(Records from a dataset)
----

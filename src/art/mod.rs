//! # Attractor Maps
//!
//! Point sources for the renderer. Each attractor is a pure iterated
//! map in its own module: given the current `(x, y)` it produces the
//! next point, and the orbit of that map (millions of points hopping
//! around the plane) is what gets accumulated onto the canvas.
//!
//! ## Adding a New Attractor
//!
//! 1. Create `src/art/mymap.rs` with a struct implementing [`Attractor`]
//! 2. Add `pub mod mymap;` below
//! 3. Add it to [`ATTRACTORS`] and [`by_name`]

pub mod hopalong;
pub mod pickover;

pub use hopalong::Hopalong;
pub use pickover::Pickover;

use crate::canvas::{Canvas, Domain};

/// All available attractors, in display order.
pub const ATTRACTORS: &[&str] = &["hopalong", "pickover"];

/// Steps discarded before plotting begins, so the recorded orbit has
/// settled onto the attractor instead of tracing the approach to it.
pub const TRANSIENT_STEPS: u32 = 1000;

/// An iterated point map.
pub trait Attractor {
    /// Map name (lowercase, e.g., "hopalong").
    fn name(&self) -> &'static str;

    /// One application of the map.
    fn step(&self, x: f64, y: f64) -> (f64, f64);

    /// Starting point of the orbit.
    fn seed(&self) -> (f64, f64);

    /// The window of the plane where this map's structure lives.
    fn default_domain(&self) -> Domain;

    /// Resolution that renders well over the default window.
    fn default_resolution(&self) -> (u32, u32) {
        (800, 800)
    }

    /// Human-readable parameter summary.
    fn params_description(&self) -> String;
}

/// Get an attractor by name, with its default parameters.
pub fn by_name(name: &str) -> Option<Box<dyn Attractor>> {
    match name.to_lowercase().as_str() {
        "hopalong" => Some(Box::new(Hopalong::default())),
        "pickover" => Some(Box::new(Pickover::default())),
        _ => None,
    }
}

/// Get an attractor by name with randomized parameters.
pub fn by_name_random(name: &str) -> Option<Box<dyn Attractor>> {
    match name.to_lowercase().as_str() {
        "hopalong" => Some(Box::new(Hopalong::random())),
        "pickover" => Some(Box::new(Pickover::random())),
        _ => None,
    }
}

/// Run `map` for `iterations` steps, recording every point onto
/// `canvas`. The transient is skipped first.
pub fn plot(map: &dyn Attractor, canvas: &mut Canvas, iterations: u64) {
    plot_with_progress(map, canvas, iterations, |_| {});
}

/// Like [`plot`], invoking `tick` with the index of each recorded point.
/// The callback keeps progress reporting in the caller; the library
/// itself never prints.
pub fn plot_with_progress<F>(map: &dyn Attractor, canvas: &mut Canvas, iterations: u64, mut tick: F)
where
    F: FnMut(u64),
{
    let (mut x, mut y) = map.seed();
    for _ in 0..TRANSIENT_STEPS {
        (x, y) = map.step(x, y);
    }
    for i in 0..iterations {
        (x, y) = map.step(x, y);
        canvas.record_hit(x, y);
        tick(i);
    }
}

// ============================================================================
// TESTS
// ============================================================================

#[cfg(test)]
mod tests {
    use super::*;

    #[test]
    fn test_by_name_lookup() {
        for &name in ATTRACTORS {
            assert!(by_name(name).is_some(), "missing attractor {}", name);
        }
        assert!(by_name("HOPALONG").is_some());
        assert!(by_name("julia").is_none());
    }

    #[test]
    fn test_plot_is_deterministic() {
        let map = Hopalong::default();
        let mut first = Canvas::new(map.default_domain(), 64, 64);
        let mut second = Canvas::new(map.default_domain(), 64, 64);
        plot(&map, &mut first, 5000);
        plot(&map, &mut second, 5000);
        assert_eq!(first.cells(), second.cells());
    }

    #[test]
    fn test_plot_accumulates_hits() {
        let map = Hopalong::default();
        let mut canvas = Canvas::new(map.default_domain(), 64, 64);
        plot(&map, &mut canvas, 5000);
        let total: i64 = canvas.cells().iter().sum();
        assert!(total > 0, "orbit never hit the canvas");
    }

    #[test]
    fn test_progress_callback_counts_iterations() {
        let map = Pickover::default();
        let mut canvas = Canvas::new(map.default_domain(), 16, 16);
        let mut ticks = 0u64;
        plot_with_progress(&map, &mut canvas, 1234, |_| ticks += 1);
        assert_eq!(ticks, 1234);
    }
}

----

All lines that hold the word "mymap" should be copied from the data.

▶ _Answer section_:
//! 1. Create `src/art/mymap.rs` with a struct implementing [`Attractor`]
//! 2. Add `pub mod mymap;` below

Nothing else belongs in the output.